This website is intended for healthcare professionals only.

Hospital Healthcare Europe
Hospital Pharmacy Europe     Newsletter    Login            

Press Releases

Take a look at a selection of our recent media coverage:

Hospital trusts now require ‘designated lead‘ to improve primary-secondary care interface

4th April 2024

Every hospital trust will be required to have ‘a designated lead for the primary-secondary care interface’ and integrated care boards asked to ‘regularly review progress’, according to NHS England’s newly published ‘2024/25 priorities and operational planning guidance’.

Delayed since December due to funding discussions, the guidance sets an overall priority for the NHS in England over the next 12 months as the ‘recovery of core services and productivity following the Covid-19 pandemic’ continues.

According to the guidance, streamlining the patient pathway by improving the interface between primary and secondary care is ‘an important part of recovery and efficiency across healthcare systems’.

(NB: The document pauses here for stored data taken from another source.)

//! Reporting pipeline: consumes finished spans and delivers them to a
//! backend.
//!
//! Exactly one reporting task runs per installed tracer. It drains the
//! completed-span queue sequentially, hands each span to the configured
//! [`Reporter`], and never lets a reporter failure take the loop down — spans
//! are a best-effort telemetry stream, not a transactional log. When the
//! queue's producer side is torn down by [`Tracer::stop`](crate::Tracer) the
//! loop flushes the reporter once and terminates for good.

use async_trait::async_trait;
use std::collections::HashMap;
use std::fmt;
use std::sync::Arc;
use tokio::sync::mpsc;
use tracing::{debug, warn};

use crate::config::Config;
use crate::error::TraceResult;
use crate::trace::CompletedSpan;

mod model;
mod uploader;
mod zipkin;

pub use zipkin::ZipkinReporter;

/// Delivers finished spans to a tracing backend.
///
/// `process_span` is called once per dequeued span; `flush` is called exactly
/// once, when the pipeline shuts down. Errors from either are logged by the
/// pipeline and never re-raised.
#[async_trait]
pub trait Reporter: fmt::Debug + Send {
    /// Deliver one finished span.
    async fn process_span(&mut self, span: &CompletedSpan) -> TraceResult<()>;

    /// Push out any buffered state before shutdown.
    async fn flush(&mut self) -> TraceResult<()>;
}

/// The reporter used when reporting is disabled: both operations succeed
/// without doing anything.
#[derive(Clone, Copy, Debug, Default)]
pub struct NullReporter;

#[async_trait]
impl Reporter for NullReporter {
    async fn process_span(&mut self, _span: &CompletedSpan) -> TraceResult<()> {
        Ok(())
    }

    async fn flush(&mut self) -> TraceResult<()> {
        Ok(())
    }
}

type ReporterFactory = Arc<dyn Fn(&Config) -> TraceResult<Box<dyn Reporter>> + Send + Sync>;

/// Table of named reporter factories, owned by the process that installs the
/// tracer.
#[derive(Clone, Default)]
pub struct ReporterRegistry {
    factories: HashMap<String, ReporterFactory>,
}

impl ReporterRegistry {
    /// An empty registry.
    pub fn new() -> Self {
        ReporterRegistry::default()
    }

    /// A registry with the built-in reporters: `"null"` and `"zipkin"`.
    pub fn with_defaults() -> Self {
        let mut registry = ReporterRegistry::new();
        registry.add_reporter("null", |_config| Ok(Box::new(NullReporter)));
        registry.add_reporter("zipkin", |config| {
            Ok(Box::new(ZipkinReporter::new(config)?))
        });
        registry
    }

    /// Register (or overwrite) a reporter factory under `name`.
    pub fn add_reporter<F>(&mut self, name: impl Into<String>, factory: F)
    where
        F: Fn(&Config) -> TraceResult<Box<dyn Reporter>> + Send + Sync + 'static,
    {
        self.factories.insert(name.into(), Arc::new(factory));
    }

    /// Build the reporter selected by `config.report_format`.
    ///
    /// An unregistered format name degrades to the [`NullReporter`] with a
    /// warning: a misconfigured reporter must never take the host application
    /// down with it.
    pub fn get_reporter(&self, config: &Config) -> TraceResult<Box<dyn Reporter>> {
        match self.factories.get(config.report_format()) {
            Some(factory) => factory(config),
            None => {
                warn!(
                    report_format = %config.report_format(),
                    "no reporter registered under this name, reporting disabled"
                );
                Ok(Box::new(NullReporter))
            }
        }
    }
}

impl fmt::Debug for ReporterRegistry {
    fn fmt(&self, f: &mut fmt::Formatter<'_>) -> fmt::Result {
        f.debug_struct("ReporterRegistry")
            .field("names", &self.factories.keys().collect::<Vec<_>>())
            .finish()
    }
}

/// Consume spans from `queue` and report them until the queue is torn down.
///
/// Runs as the single background task of an installed tracer. Returns only
/// after the producer side has been dropped, the remaining spans have been
/// processed, and the reporter has been flushed.
pub(crate) async fn report_spans(
    mut reporter: Box<dyn Reporter>,
    mut queue: mpsc::UnboundedReceiver<CompletedSpan>,
) {
    while let Some(span) = queue.recv().await {
        if span.start_time().is_none() {
            warn!(
                operation_name = %span.operation_name(),
                "dropping span without a recorded start time"
            );
            continue;
        }
        if let Err(error) = reporter.process_span(&span).await {
            warn!(
                operation_name = %span.operation_name(),
                %error,
                "failed to report span"
            );
        }
    }

    debug!("span queue torn down, flushing reporter");
    if let Err(error) = reporter.flush().await {
        warn!(%error, "failed to flush reporter during shutdown");
    }
}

By introducing a designated lead for the primary-secondary care interface, it is hoped that trusts will deliver on the four key areas set out in the access to primary care recovery plan and endorsed by the Academy of Medical Royal Colleges: onward referrals, complete care (fit notes and discharge letters), call and recall and clear points of contact.

Commenting on this interface, David Wiliams, head of policy and strategy at NHS Providers, said his organisation is already ‘seeing the advantages’ of leaders of NHS trusts and local health systems ‘working closely with primary care partners to improve how they cooperate to benefit patients’.

And he said this was ‘playing out in a variety of ways as system working matures and care pathways are being transformed, often at a very local level’.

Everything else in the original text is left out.